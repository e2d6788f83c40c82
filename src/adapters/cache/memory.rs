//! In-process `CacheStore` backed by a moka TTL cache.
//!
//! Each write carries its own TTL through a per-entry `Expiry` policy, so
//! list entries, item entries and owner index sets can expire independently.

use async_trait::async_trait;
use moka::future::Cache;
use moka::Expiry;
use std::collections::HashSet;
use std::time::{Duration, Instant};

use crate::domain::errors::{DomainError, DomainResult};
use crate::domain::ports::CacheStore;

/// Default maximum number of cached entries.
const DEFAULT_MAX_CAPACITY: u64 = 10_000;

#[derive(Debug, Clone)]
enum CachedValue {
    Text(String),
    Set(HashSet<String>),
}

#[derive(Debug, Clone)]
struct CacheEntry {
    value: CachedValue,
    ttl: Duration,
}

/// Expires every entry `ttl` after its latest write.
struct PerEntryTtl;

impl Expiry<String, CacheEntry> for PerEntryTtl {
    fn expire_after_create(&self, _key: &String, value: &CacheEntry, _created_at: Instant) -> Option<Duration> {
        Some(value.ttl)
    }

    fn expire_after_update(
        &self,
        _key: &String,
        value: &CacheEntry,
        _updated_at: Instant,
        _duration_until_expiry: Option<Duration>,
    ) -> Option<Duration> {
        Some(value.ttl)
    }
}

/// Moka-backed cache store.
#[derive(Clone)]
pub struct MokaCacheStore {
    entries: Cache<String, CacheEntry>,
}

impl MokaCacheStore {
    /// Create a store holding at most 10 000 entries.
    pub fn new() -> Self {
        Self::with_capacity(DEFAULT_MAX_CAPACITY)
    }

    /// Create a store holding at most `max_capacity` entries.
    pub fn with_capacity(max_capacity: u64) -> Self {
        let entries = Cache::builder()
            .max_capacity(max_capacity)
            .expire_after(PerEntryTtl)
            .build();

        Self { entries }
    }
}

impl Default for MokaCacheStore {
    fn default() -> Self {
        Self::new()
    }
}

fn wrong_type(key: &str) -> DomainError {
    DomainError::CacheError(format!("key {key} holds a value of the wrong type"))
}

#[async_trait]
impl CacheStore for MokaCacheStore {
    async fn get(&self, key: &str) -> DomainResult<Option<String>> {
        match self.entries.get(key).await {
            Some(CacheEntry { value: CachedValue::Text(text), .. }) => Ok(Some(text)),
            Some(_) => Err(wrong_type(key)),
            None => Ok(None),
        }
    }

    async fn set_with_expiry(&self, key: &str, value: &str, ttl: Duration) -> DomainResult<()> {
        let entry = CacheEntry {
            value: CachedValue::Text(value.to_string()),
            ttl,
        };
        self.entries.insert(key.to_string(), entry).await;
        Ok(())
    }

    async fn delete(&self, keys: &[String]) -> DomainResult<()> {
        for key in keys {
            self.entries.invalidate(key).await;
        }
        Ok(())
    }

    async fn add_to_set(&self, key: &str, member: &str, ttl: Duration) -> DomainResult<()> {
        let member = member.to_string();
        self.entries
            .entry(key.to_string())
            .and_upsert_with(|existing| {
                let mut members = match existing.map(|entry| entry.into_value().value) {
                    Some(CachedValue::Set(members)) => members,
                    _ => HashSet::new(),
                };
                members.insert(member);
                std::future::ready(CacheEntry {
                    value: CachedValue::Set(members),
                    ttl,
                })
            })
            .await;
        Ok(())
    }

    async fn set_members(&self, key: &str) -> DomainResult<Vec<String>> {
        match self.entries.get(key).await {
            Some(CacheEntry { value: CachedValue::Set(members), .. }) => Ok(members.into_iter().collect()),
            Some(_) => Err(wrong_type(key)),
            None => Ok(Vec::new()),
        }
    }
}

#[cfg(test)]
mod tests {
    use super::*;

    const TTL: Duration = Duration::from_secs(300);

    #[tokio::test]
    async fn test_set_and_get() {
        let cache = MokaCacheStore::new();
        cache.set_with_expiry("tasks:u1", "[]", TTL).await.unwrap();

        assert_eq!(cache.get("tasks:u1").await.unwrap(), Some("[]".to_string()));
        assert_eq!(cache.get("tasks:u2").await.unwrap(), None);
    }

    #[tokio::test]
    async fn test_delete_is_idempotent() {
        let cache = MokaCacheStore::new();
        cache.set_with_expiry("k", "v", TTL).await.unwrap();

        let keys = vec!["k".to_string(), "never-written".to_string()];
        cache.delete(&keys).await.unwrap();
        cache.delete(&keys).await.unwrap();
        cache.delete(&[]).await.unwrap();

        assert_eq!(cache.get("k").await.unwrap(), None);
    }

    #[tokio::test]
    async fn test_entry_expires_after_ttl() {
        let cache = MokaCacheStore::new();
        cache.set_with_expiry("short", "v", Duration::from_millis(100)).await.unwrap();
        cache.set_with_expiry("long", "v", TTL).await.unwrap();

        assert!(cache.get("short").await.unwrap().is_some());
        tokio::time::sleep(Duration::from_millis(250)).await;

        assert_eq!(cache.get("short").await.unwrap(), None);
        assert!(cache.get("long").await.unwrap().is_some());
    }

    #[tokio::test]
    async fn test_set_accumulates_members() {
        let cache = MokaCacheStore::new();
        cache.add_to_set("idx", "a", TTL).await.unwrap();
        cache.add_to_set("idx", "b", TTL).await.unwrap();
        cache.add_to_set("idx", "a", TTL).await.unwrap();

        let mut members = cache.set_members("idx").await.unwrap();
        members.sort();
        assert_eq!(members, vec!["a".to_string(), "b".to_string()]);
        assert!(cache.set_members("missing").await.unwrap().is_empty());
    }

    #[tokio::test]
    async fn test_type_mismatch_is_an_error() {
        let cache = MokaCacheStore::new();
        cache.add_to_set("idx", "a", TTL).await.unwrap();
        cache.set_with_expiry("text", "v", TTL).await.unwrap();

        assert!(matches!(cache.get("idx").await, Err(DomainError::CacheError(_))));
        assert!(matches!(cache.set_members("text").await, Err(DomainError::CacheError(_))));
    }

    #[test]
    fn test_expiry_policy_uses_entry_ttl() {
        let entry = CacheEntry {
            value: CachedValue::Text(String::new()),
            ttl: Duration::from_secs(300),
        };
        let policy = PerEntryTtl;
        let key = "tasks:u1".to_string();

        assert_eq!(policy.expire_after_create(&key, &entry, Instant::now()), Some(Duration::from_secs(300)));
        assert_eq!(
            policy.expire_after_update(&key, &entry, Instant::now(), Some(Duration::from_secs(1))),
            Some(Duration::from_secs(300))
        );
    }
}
...
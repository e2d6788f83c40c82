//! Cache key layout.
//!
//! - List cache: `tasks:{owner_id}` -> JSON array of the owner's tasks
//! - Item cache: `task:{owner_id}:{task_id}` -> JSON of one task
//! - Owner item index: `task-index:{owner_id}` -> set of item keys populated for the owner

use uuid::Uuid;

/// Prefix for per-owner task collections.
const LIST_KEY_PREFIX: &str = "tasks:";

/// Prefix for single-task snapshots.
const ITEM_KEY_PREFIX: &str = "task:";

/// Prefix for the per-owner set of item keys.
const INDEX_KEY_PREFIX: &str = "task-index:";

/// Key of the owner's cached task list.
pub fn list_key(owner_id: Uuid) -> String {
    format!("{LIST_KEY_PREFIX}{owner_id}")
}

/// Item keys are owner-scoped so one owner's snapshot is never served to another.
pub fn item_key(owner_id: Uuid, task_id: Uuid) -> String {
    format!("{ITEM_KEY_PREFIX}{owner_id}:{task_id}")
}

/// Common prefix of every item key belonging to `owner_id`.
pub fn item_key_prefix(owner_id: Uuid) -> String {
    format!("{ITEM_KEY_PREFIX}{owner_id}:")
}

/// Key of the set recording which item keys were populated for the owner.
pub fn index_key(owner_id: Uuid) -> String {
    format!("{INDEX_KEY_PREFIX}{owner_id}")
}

EXERCISE GOAL:
Lines containing the word "every" must all be returned from the material above.

EXERCISE SOLUTION:
/// Expires every entry `ttl` after its latest write.
/// Common prefix of every item key belonging to `owner_id`.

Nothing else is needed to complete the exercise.